== Available data ==
★ ★ ★ ★ ★

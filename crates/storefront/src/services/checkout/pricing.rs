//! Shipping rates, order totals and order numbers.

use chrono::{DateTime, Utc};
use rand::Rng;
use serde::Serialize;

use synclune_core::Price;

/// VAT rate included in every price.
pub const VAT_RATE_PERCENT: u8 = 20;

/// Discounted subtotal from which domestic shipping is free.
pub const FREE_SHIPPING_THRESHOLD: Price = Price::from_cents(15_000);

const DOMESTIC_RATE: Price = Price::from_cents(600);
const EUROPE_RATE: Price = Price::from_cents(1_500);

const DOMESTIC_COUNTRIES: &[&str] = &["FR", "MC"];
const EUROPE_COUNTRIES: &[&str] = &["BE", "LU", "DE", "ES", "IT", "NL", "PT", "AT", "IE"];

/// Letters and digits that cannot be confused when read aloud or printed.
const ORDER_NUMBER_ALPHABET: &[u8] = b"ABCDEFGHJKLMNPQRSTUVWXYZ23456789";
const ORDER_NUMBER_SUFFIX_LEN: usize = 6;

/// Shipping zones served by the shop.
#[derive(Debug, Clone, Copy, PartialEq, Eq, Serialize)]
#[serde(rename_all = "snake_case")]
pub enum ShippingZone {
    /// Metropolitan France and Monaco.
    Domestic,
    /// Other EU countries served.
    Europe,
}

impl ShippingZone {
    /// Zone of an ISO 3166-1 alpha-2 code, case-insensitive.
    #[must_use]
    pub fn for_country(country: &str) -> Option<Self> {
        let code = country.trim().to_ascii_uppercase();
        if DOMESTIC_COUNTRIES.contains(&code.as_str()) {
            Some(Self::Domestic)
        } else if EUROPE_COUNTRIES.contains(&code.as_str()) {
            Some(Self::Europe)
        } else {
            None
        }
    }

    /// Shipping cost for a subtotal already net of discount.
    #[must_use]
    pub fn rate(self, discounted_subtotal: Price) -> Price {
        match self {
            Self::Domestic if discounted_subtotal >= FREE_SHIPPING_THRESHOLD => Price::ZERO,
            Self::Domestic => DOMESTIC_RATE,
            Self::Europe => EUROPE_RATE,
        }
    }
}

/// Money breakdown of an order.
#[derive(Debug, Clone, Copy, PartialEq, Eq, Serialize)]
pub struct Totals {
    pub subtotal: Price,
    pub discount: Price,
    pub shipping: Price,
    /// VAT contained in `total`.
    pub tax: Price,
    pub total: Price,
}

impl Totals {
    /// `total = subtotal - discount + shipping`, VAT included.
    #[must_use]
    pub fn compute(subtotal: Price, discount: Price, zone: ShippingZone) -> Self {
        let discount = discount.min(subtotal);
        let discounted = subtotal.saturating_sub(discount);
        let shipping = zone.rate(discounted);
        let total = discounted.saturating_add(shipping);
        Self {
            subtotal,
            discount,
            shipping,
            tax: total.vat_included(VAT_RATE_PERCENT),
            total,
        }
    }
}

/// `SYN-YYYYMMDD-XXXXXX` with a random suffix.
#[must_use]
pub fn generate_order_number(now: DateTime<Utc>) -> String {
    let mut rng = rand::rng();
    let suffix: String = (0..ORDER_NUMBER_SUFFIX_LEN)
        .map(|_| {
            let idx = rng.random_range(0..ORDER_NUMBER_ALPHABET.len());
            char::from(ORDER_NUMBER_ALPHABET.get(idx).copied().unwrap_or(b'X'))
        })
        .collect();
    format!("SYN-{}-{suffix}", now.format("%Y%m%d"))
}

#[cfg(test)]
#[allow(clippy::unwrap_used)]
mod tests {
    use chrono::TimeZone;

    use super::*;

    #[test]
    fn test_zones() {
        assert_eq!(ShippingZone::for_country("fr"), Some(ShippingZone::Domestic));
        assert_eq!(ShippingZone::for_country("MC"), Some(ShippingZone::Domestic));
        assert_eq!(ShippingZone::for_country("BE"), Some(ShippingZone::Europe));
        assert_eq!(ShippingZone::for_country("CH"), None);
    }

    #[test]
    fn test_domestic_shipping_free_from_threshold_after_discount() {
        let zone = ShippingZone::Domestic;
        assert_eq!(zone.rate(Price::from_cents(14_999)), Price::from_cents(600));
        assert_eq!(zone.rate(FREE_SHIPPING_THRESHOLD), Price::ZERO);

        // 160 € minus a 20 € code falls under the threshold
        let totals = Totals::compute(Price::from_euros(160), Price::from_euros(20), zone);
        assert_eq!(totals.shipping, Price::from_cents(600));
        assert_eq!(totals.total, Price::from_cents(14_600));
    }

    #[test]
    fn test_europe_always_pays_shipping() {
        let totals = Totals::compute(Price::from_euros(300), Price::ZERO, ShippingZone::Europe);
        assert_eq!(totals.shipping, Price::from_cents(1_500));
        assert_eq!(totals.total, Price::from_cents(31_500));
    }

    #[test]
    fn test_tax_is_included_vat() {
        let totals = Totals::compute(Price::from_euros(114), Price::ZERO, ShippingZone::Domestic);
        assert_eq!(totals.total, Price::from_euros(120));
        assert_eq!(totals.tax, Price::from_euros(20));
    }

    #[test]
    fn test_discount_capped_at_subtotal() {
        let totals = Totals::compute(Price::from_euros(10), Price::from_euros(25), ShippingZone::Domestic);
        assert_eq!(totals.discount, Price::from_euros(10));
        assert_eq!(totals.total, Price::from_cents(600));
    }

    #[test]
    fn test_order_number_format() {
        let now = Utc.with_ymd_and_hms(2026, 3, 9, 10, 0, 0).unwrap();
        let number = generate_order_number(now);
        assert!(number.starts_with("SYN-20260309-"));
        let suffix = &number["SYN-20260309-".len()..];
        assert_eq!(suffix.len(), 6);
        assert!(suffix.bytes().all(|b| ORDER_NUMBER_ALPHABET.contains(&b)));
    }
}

★ ★ ★ ★ ★

Tally the lines of the listing above that include the string "contains". Provide the total alone.

3